Most people find it impossible to be 100% self-determined all the time. Or even close to 100%. What works remarkably well to ameliorate that is to find (or create) an environment that naturally guides us to accomplish the work we need to do. In a way, being in sync with our surroundings.
In other words: put yourself in an environment that gives you the best opportunity to do great work consistently—knowing you have the free will to choose this environment. Then, when the time comes to show up and get things done, allow the space to remove all sense of free will to help push you to achieve something without distraction.
Treat it as if you have no choice but to work hard.
Libraries are some of the best examples. Inside, it’s inherently taboo to talk loudly and socialise. It’s effectively ‘you time’. You are asked to be silent and make use of the space—read and learn—or you will leave.
Keeping a health theme: many people lost their love for working out during the pandemic. Before, gyms and health clubs were doing better than ever. Let’s say being in a beautiful, high-energy gym where you’re surrounded by positive and committed people, was keeping you going. Gyms closing forced you to work out at home—or somewhere more private. Within months, your workout rate plunged off a cliff.
We began to dread the daily workout. Even a short walk was a chore. No matter how much you pushed, there was always a disconnect between mind and body. No matter how much you wanted to be fit, your body couldn’t find the energy.
To remedy this, you then find somewhere that makes it astonishingly easy to want to work out. Somewhere intense. It could be training with a passionate fitness freak, in a private studio, or doing a different sport. Here’s what David Perell did: “I found the most intense gym in town. It was a converted warehouse with squat racks, more machines than I knew what to do with, and larger-than-life photos of bodybuilders on the walls. Everybody I saw was committed to sculpting their bodies into a beautiful shape. The energy I saw was intoxicating. In my life, I’ve never seen a higher percentage of people sweating at the gym. Without realising it, I rediscovered a love for working out that I lost during the pandemic.”
He found the perfect environment. One that removes all sense of free will, as if you will become some lazy bum who just copies everyone else. Good. Without free will, the constraints guide you to do all the only thing you can do there—exercise.
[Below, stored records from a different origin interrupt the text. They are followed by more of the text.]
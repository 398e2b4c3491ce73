use crate::database::DocumentChunk;

/// Single token estimator used across the crate (context assembly, chat
/// history accounting, compaction triggers). One token is approximated as
/// four characters, which holds up reasonably across the Indonesian/English
/// mixed content this service handles and avoids keeping two divergent
/// heuristics in sync.
pub fn estimate_tokens(text: &str) -> usize {
    if text.is_empty() {
        return 0;
    }

    let char_count = text.chars().count();
    (char_count + 3) / 4
}

/// Estimate tokens for multiple chunks
pub fn estimate_chunks_tokens(chunks: &[DocumentChunk]) -> usize {
    chunks.iter()
        .map(|chunk| estimate_tokens(&chunk.content))
        .sum()
}

/// Check if adding text would exceed limit
pub fn would_exceed_limit(
    current_tokens: usize,
    new_text: &str,
    max_tokens: usize,
) -> bool {
    let new_tokens = estimate_tokens(new_text);
    current_tokens + new_tokens > max_tokens
}

/// Estimate tokens for system prompt + context
pub fn estimate_system_tokens(system_prompt: &str, context: &str) -> usize {
    estimate_tokens(system_prompt) + estimate_tokens(context) + 10 // overhead
}

#[cfg(test)]
mod tests {
    use super::*;

    #[test]
    fn test_token_estimation() {
        let text = "Ini adalah dokumen test yang berisi informasi"; // 46 chars
        assert_eq!(estimate_tokens(text), (46 + 3) / 4);
    }

    #[test]
    fn test_empty_string() {
        assert_eq!(estimate_tokens(""), 0);
    }

    #[test]
    fn test_would_exceed() {
        let current = 1000;
        let text = "word ".repeat(500); // 2500 chars -> 625 tokens
        assert!(would_exceed_limit(current, &text, 1500));
        assert!(!would_exceed_limit(current, &text, 2000));
    }
}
For David, it helped him fall back in love with it.
Constraints can help us lean into nature instead of fighting it. It can make you feel like this is where you should’ve been all along—as if to not be there would feel incongruous. I had a similar problem. To make exercise easier to want to do during the pandemic, I often kept my yoga mat unrolled on my bedroom floor—sat right next to my bed. My weights and resistance bands were next to it, easily accessible, so I could grab them whenever I want. So that every morning, I’d lay my feet on the mat first thing in the morning and feel inclined to get started with stretching or a core workout.
I didn’t have as much of a problem with exercise as I did with work. Usually, when I’m determined to do something, I don’t stop, regardless of obstacles. This was the case for writing. When I started writing last year, I was almost obsessed with it. I built a fabulous determination to write, no matter where I was (on the floor, on a horrible desk, in the shivering cold, wherever). But after a while, it became harder to keep going. My body started to ache from my desk, I was mentally and physically drained from being all over the place, and I subsequently slowed down for a few months. I escaped my slump when I forced myself to create an environment that would make writing ridiculously easy to do; I started doing most of my work in the quietest room (my bedroom), I changed desks, added a monitor, used noise-cancelling headphones, and I switch between sitting on a swivel chair and a swiss ball to work my core. Two other things helped: I work pretty well on my own—so I make it easier to do so—and the family in my house all work at the same time. I wake up, and, naturally, I’m going to copy everyone else. So I do. I act how my surroundings show, and that made a massive difference for me.
To make your goals easier to accomplish, align yourself with your environment.
Find where you work best, and remove all sense of free will to do anything but the work there. You’ll be thanking yourself months down the line.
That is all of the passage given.